Regular Expressions Manual

Read(27713) update time(2022-04-13)

Regular expressions, also known as regular expressions. (English: Regular Expression, often abbreviated as regex, regexp or RE in code), a concept in computer science. Regular tables are usually used to retrieve and replace text that matches a certain pattern (rule).


Regular expression is a logical formula for string operations. It uses some predefined specific characters and combinations of these specific characters to form a "rule string". This "rule string" is used to Express a filtering logic for strings.

Many programming languages ​​support string operations using regular expressions. For example, Perl has a powerful regular expression engine built into it. The concept of regular expressions was originally popularized by tool software in Unix (such as sed and grep). Regular expressions are often abbreviated as "regex", the singular includes regexp, regex, and the plural includes regexps, regexes, and regexen.

The first regular expression example!

Instance

<!DOCTYPE html>
<html>
<head>
<meta charset="utf-8">
<title>PHP中文网教程(php.sn)</title>
</head>
<body>

<script>
var str = "abc123def";
var patt1 = /[0-9]+/;
document.write(str.match(patt1));
</script>

</body>
</html>

Run instance »

Click the "Run instance" button to view the online instance

Tips: Our regular expression tutorial will help you learn regular expression knowledge from beginner to advanced. If you have any questions, please go to the PHP Chinese website Regular Expression Community to ask your question, and enthusiastic netizens will answer it for you.

Regular expression features

  • Very flexible, logical and functional;

  • can be quickly Achieve complex control of strings in an extremely simple way.

  • For those who are new to it, it is relatively obscure.

Since the main application object of regular expressions is text, it is used in various text editors, ranging from the famous editor EditPlus to Microsoft Word, Visual Studio, etc. Large editors can use regular expressions to process text content.

Purpose

Given a regular expression and another string, we can achieve the following purpose:

  • Whether the given string Filtering logic that conforms to regular expressions (called "matching")

  • can use regular expressions to get the specific part we want from a string.

Regular engine

Regular engines can be mainly divided into two categories:

  • One is DFA,

  • One is NFA.

Both engines have a long history (more than 20 years now), and there are many variations produced by these two engines! Therefore, the introduction of POSIX avoids the continued generation of unnecessary variants. In this way, mainstream regular engines are divided into three categories: 1. DFA, 2. traditional NFA, and 3. POSIX NFA.

DFA engines execute in a linear-time state because they do not require backtracking (and therefore they never test the same character twice). The DFA engine also ensures that the longest possible string is matched. However, because the DFA engine contains only limited state, it cannot match patterns with backreferences; and because it does not construct explicit expansions, it cannot capture subexpressions.

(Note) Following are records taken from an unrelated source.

use serde::de::DeserializeOwned;
use serde_json::Value;
use tracing::debug;

use crate::models::{Event, EventKind, IssueAction, PullRequestAction, Repository, UserProfile};
use crate::payloads::{EventPayload, IssueDetails, PullRequestDetails, PushDetails, RepoPayload, UserPayload};

pub fn normalize_event(payload: &EventPayload) -> Event {
    let kind = match payload.kind.as_str() {
        "PushEvent" => {
            let details: PushDetails = decode_details(&payload.payload);
            EventKind::Push {
                commit_count: details.size,
                messages: details.commits.into_iter().map(|c| c.message).collect(),
            }
        }
        "IssuesEvent" => {
            let details: IssueDetails = decode_details(&payload.payload);
            EventKind::Issues {
                action: match details.action.as_deref() {
                    Some("opened") => IssueAction::Opened,
                    Some("closed") => IssueAction::Closed,
                    _ => IssueAction::Other,
                },
            }
        }
        "PullRequestEvent" => {
            let details: PullRequestDetails = decode_details(&payload.payload);
            EventKind::PullRequest {
                action: match details.action.as_deref() {
                    Some("opened") => PullRequestAction::Opened,
                    Some("closed") => PullRequestAction::Closed {
                        merged: details.pull_request.map(|pr| pr.merged).unwrap_or(false),
                    },
                    _ => PullRequestAction::Other,
                },
            }
        }
        _ => EventKind::Other,
    };

    Event {
        created_at: payload.created_at,
        kind,
    }
}

pub fn normalize_repo(payload: &RepoPayload) -> Repository {
    Repository {
        full_name: payload.full_name.clone(),
        language: payload.language.clone().filter(|l| !l.is_empty()),
    }
}

pub fn normalize_user(payload: &UserPayload) -> UserProfile {
    UserProfile {
        login: payload.login.clone(),
        avatar_url: payload.avatar_url.clone(),
    }
}

// Payload shapes drift across event API versions; a payload that no longer
// decodes degrades to its zero value instead of dropping the event.
fn decode_details<T: DeserializeOwned + Default>(value: &Value) -> T {
    match serde_json::from_value(value.clone()) {
        Ok(details) => details,
        Err(err) => {
            debug!(%err, "undecodable event payload, using defaults");
            T::default()
        }
    }
}

#[cfg(test)]
mod tests {
    use super::*;
    use chrono::Utc;
    use serde_json::json;

    fn event(kind: &str, payload: Value) -> EventPayload {
        EventPayload {
            kind: kind.to_string(),
            created_at: Utc::now(),
            payload,
        }
    }

    #[test]
    fn push_event_keeps_size_and_messages() {
        let raw = event(
            "PushEvent",
            json!({
                "size": 3,
                "commits": [
                    {"sha": "a", "message": "fix"},
                    {"sha": "b", "message": "add parser"}
                ]
            }),
        );
        let normalized = normalize_event(&raw);
        assert_eq!(
            normalized.kind,
            EventKind::Push {
                commit_count: 3,
                messages: vec!["fix".into(), "add parser".into()],
            }
        );
    }

    #[test]
    fn push_event_without_commit_list_still_counts() {
        let raw = event("PushEvent", json!({"size": 5}));
        let normalized = normalize_event(&raw);
        assert_eq!(
            normalized.kind,
            EventKind::Push {
                commit_count: 5,
                messages: vec![],
            }
        );
    }

    #[test]
    fn issue_actions_map_to_enum() {
        let opened = normalize_event(&event("IssuesEvent", json!({"action": "opened"})));
        let closed = normalize_event(&event("IssuesEvent", json!({"action": "closed"})));
        let labeled = normalize_event(&event("IssuesEvent", json!({"action": "labeled"})));
        assert_eq!(
            opened.kind,
            EventKind::Issues {
                action: IssueAction::Opened
            }
        );
        assert_eq!(
            closed.kind,
            EventKind::Issues {
                action: IssueAction::Closed
            }
        );
        assert_eq!(
            labeled.kind,
            EventKind::Issues {
                action: IssueAction::Other
            }
        );
    }

    #[test]
    fn closed_pr_without_merge_flag_counts_as_unmerged() {
        let raw = event("PullRequestEvent", json!({"action": "closed"}));
        let normalized = normalize_event(&raw);
        assert_eq!(
            normalized.kind,
            EventKind::PullRequest {
                action: PullRequestAction::Closed { merged: false }
            }
        );
    }

    #[test]
    fn merged_pr_is_detected() {
        let raw = event(
            "PullRequestEvent",
            json!({"action": "closed", "pull_request": {"merged": true}}),
        );
        let normalized = normalize_event(&raw);
        assert_eq!(
            normalized.kind,
            EventKind::PullRequest {
                action: PullRequestAction::Closed { merged: true }
            }
        );
    }

    #[test]
    fn unknown_event_type_becomes_other() {
        let raw = event("WatchEvent", json!({"action": "started"}));
        assert_eq!(normalize_event(&raw).kind, EventKind::Other);
    }

    #[test]
    fn malformed_payload_degrades_to_defaults() {
        let raw = event("PushEvent", json!("not an object"));
        assert_eq!(
            normalize_event(&raw).kind,
            EventKind::Push {
                commit_count: 0,
                messages: vec![],
            }
        );
    }

    #[test]
    fn empty_language_is_dropped() {
        let repo = normalize_repo(&RepoPayload {
            full_name: "octocat/hello".into(),
            language: Some(String::new()),
        });
        assert_eq!(repo.language, None);
    }
}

Traditional NFA engines run a so-called "greedy" match backtracking algorithm that tests all possible expansions of a regular expression in a specified order and accepts the first match. Because traditional NFA constructs a specific extension of a regular expression to obtain a successful match, it can capture both subexpression matches and matching backreferences. However, because traditional NFA backtracks, it can access the exact same state multiple times (if it was reached via different paths). Therefore, in the worst case, it can perform very slowly. Because traditional NFA accepts the first match it finds, it can also cause other (possibly longer) matches to go undiscovered.

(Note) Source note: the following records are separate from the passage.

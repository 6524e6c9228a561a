use anyhow::anyhow;
use http::StatusCode;
use thiserror::Error;

/// Failure classes surfaced by the data source. The stats and roast layers
/// never see these; the caller maps each class to its own user-facing
/// message.
#[derive(Debug, Error)]
pub enum FetchError {
    #[error("user not found")]
    NotFound,
    #[error("rate limit exceeded")]
    RateLimited,
    #[error("network error: {0}")]
    Network(#[source] anyhow::Error),
    #[error("malformed response: {0}")]
    Decode(#[source] anyhow::Error),
}

impl FetchError {
    pub fn from_status(status: StatusCode, endpoint: &str) -> Self {
        match status {
            StatusCode::NOT_FOUND => Self::NotFound,
            // GitHub reports an exhausted unauthenticated quota as 403.
            StatusCode::FORBIDDEN | StatusCode::TOO_MANY_REQUESTS => Self::RateLimited,
            _ => Self::Network(anyhow!("unexpected status {status} for {endpoint}")),
        }
    }
}

#[cfg(test)]
mod tests {
    use super::*;

    #[test]
    fn status_codes_map_to_classes() {
        assert!(matches!(
            FetchError::from_status(StatusCode::NOT_FOUND, "users/x"),
            FetchError::NotFound
        ));
        assert!(matches!(
            FetchError::from_status(StatusCode::FORBIDDEN, "users/x"),
            FetchError::RateLimited
        ));
        assert!(matches!(
            FetchError::from_status(StatusCode::TOO_MANY_REQUESTS, "users/x"),
            FetchError::RateLimited
        ));
        assert!(matches!(
            FetchError::from_status(StatusCode::BAD_GATEWAY, "users/x"),
            FetchError::Network(_)
        ));
    }
}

POSIX NFA engines are similar to traditional NFA engines, except that they will continue to backtrack until they can ensure that they have found the longest possible match. Therefore, the POSIX NFA engine is slower than the traditional NFA engine; and when using POSIX NFA, you probably won't want to change the order of lookback searches to support shorter match searches instead of longer match searches.

The programs that use the DFA engine mainly include:

awk,egrep,flex,lex,MySQL,Procmail等;

The programs that use the traditional NFA engine mainly include:

GNU Emacs,Java,ergp,less,more,.NET语言,PCRE library,Perl,PHP,Python,Ruby,sed,vi;

The programs that use the POSIX NFA engine mainly include:

mawk,Mortice Kern Systems’ utilities,GNU Emacs(使用时可以明确指定);

There are also engines that use DFA/NFA hybrid:

GNU awk,GNU grep/egrep,Tcl。

Give an example to briefly explain the difference between NFA and DFA work:

For example, there is a string this is yansen's blog, a regular expression The formula is /ya(msen|nsen|nsem)/ (don’t care about the expression, this is just to illustrate the working difference between engines). NFA works as follows. First, search for y in the string and then match whether it is followed by a. If it is a, continue to find whether it is followed by m. If not, match whether it is followed by n (the msen selection branch is eliminated at this time).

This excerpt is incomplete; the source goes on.